What is needed:
Copy every line from the records that holds the word "EmbeddingModelManager".

Saved entries:
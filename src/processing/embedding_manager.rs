//! Download and bookkeeping for Model2Vec embedding models

use crate::error::{Result, TeamOptimizerError};
use hf_hub::api::tokio::Api;
use log::{info, warn};
use serde::{Deserialize, Serialize};
use std::collections::{BTreeMap, BTreeSet};
use std::path::{Path, PathBuf};
use tokio::fs;

/// Used when nothing is downloaded yet.
pub const DEFAULT_EMBEDDING_MODEL: &str = "potion-base-8M";

#[derive(Debug, Clone, Serialize, Deserialize)]
pub struct EmbeddingModelInfo {
    pub name: String,
    pub repo_id: String,
    pub size_mb: u64,
    pub description: String,
    pub dimensions: u32,
}

pub struct EmbeddingModelManager {
    models_dir: PathBuf,
    available_models: BTreeMap<String, EmbeddingModelInfo>,
    downloaded_models: BTreeSet<String>,
}

impl EmbeddingModelManager {
    pub async fn new(models_dir: PathBuf) -> Result<Self> {
        if !models_dir.exists() {
            fs::create_dir_all(&models_dir).await.map_err(|e| {
                TeamOptimizerError::ModelError(format!("Failed to create models directory: {}", e))
            })?;
        }

        let mut manager = Self {
            models_dir,
            available_models: Self::catalog(),
            downloaded_models: BTreeSet::new(),
        };
        manager.scan_downloaded_models().await?;

        Ok(manager)
    }

    fn catalog() -> BTreeMap<String, EmbeddingModelInfo> {
        let mut models = BTreeMap::new();
        models.insert(
            "potion-base-8M".to_string(),
            EmbeddingModelInfo {
                name: "Potion Base 8M".to_string(),
                repo_id: "minishlab/potion-base-8M".to_string(),
                size_mb: 33,
                description: "Compact static embeddings, good default for skill matching".to_string(),
                dimensions: 256,
            },
        );
        models.insert(
            "potion-base-32M".to_string(),
            EmbeddingModelInfo {
                name: "Potion Base 32M".to_string(),
                repo_id: "minishlab/potion-base-32M".to_string(),
                size_mb: 130,
                description: "Larger static embeddings with better recall on rare skills".to_string(),
                dimensions: 512,
            },
        );
        models.insert(
            "m2v-base".to_string(),
            EmbeddingModelInfo {
                name: "Model2Vec Base".to_string(),
                repo_id: "minishlab/M2V_base_output".to_string(),
                size_mb: 90,
                description: "Original Model2Vec base distillation".to_string(),
                dimensions: 256,
            },
        );
        models
    }

    async fn scan_downloaded_models(&mut self) -> Result<()> {
        let mut entries = fs::read_dir(&self.models_dir).await.map_err(|e| {
            TeamOptimizerError::ModelError(format!("Failed to scan models directory: {}", e))
        })?;

        while let Some(entry) = entries.next_entry().await? {
            if entry.file_type().await?.is_dir() && Self::is_model_directory(&entry.path()).await {
                self.downloaded_models
                    .insert(entry.file_name().to_string_lossy().to_string());
            }
        }

        Ok(())
    }

    /// A model directory needs a tokenizer and safetensors weights.
    async fn is_model_directory(path: &Path) -> bool {
        fs::metadata(path.join("tokenizer.json")).await.is_ok()
            && fs::metadata(path.join("model.safetensors")).await.is_ok()
    }

    pub async fn download_model(&mut self, model_id: &str) -> Result<PathBuf> {
        let model_info = self
            .available_models
            .get(model_id)
            .ok_or_else(|| TeamOptimizerError::ModelError(format!("Unknown embedding model: {}", model_id)))?
            .clone();

        let model_dir = self.models_dir.join(model_id);
        if self.downloaded_models.contains(model_id) {
            return Ok(model_dir);
        }

        info!(
            "Downloading embedding model {} ({} MB) from {}",
            model_info.name, model_info.size_mb, model_info.repo_id
        );

        fs::create_dir_all(&model_dir).await.map_err(|e| {
            TeamOptimizerError::ModelError(format!("Failed to create model directory: {}", e))
        })?;

        let api = Api::new()
            .map_err(|e| TeamOptimizerError::ModelError(format!("Failed to initialize HF API: {}", e)))?;
        let repo = api.repo(hf_hub::Repo::model(model_info.repo_id.clone()));

        for file in ["model.safetensors", "tokenizer.json", "config.json"] {
            match repo.get(file).await {
                Ok(cached) => {
                    fs::copy(&cached, model_dir.join(file)).await.map_err(|e| {
                        TeamOptimizerError::ModelError(format!("Failed to copy {}: {}", file, e))
                    })?;
                    info!("Downloaded {}", file);
                }
                Err(e) if file == "config.json" => warn!("Optional file {} not found: {}", file, e),
                Err(e) => {
                    return Err(TeamOptimizerError::ModelError(format!(
                        "Failed to download required file {}: {}",
                        file, e
                    )))
                }
            }
        }

        self.downloaded_models.insert(model_id.to_string());
        info!("Embedding model {} ready at {}", model_id, model_dir.display());
        Ok(model_dir)
    }

    pub async fn remove_model(&mut self, model_id: &str) -> Result<()> {
        if !self.downloaded_models.remove(model_id) {
            return Err(TeamOptimizerError::NotFound(format!("Model '{}' is not downloaded", model_id)));
        }
        fs::remove_dir_all(self.models_dir.join(model_id)).await?;
        info!("Removed embedding model {}", model_id);
        Ok(())
    }

    pub fn get_model_path(&self, model_id: &str) -> Option<PathBuf> {
        self.downloaded_models
            .contains(model_id)
            .then(|| self.models_dir.join(model_id))
    }

    pub async fn ensure_model_available(&mut self, model_id: &str) -> Result<PathBuf> {
        match self.get_model_path(model_id) {
            Some(path) => Ok(path),
            None => self.download_model(model_id).await,
        }
    }

    pub fn list_available_models(&self) -> Vec<(&String, &EmbeddingModelInfo)> {
        self.available_models.iter().collect()
    }

    pub fn list_downloaded_models(&self) -> Vec<String> {
        self.downloaded_models.iter().cloned().collect()
    }

    pub fn get_model_info(&self, model_id: &str) -> Option<&EmbeddingModelInfo> {
        self.available_models.get(model_id)
    }

    pub fn is_model_downloaded(&self, model_id: &str) -> bool {
        self.downloaded_models.contains(model_id)
    }

    /// Accepts a catalog id, a Hugging Face repo id or a display name.
    pub fn resolve_model_id(&self, input: &str) -> Option<String> {
        if self.available_models.contains_key(input) {
            return Some(input.to_string());
        }

        let input_lower = input.to_lowercase();
        self.available_models
            .iter()
            .find(|(_, info)| info.repo_id == input || info.name.to_lowercase() == input_lower)
            .map(|(id, _)| id.clone())
    }
}

#[cfg(test)]
mod tests {
    use super::*;
    use tempfile::TempDir;

    #[tokio::test]
    async fn test_manager_creation() {
        let temp_dir = TempDir::new().unwrap();
        let manager = EmbeddingModelManager::new(temp_dir.path().join("models")).await.unwrap();
        assert!(!manager.list_available_models().is_empty());
        assert!(manager.list_downloaded_models().is_empty());
        assert!(manager.get_model_path(DEFAULT_EMBEDDING_MODEL).is_none());
    }

    #[tokio::test]
    async fn test_scan_finds_complete_models_only() {
        let temp_dir = TempDir::new().unwrap();
        let complete = temp_dir.path().join("potion-base-8M");
        std::fs::create_dir_all(&complete).unwrap();
        std::fs::write(complete.join("tokenizer.json"), "{}").unwrap();
        std::fs::write(complete.join("model.safetensors"), "").unwrap();
        let partial = temp_dir.path().join("m2v-base");
        std::fs::create_dir_all(&partial).unwrap();
        std::fs::write(partial.join("tokenizer.json"), "{}").unwrap();

        let mut manager = EmbeddingModelManager::new(temp_dir.path().to_path_buf()).await.unwrap();
        assert!(manager.is_model_downloaded("potion-base-8M"));
        assert!(!manager.is_model_downloaded("m2v-base"));

        manager.remove_model("potion-base-8M").await.unwrap();
        assert!(!complete.exists());
        assert!(matches!(
            manager.remove_model("potion-base-8M").await,
            Err(TeamOptimizerError::NotFound(_))
        ));
    }

    #[tokio::test]
    async fn test_resolve_model_id() {
        let temp_dir = TempDir::new().unwrap();
        let manager = EmbeddingModelManager::new(temp_dir.path().to_path_buf()).await.unwrap();

        assert_eq!(manager.resolve_model_id("potion-base-8M"), Some("potion-base-8M".to_string()));
        assert_eq!(
            manager.resolve_model_id("minishlab/potion-base-8M"),
            Some("potion-base-8M".to_string())
        );
        assert_eq!(manager.resolve_model_id("potion base 8m"), Some("potion-base-8M".to_string()));
        assert_eq!(manager.resolve_model_id("gpt-9"), None);
    }
}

Your solution:
pub struct EmbeddingModelManager {
impl EmbeddingModelManager {
        let manager = EmbeddingModelManager::new(temp_dir.path().join("models")).await.unwrap();
        let mut manager = EmbeddingModelManager::new(temp_dir.path().to_path_buf()).await.unwrap();
        let manager = EmbeddingModelManager::new(temp_dir.path().to_path_buf()).await.unwrap();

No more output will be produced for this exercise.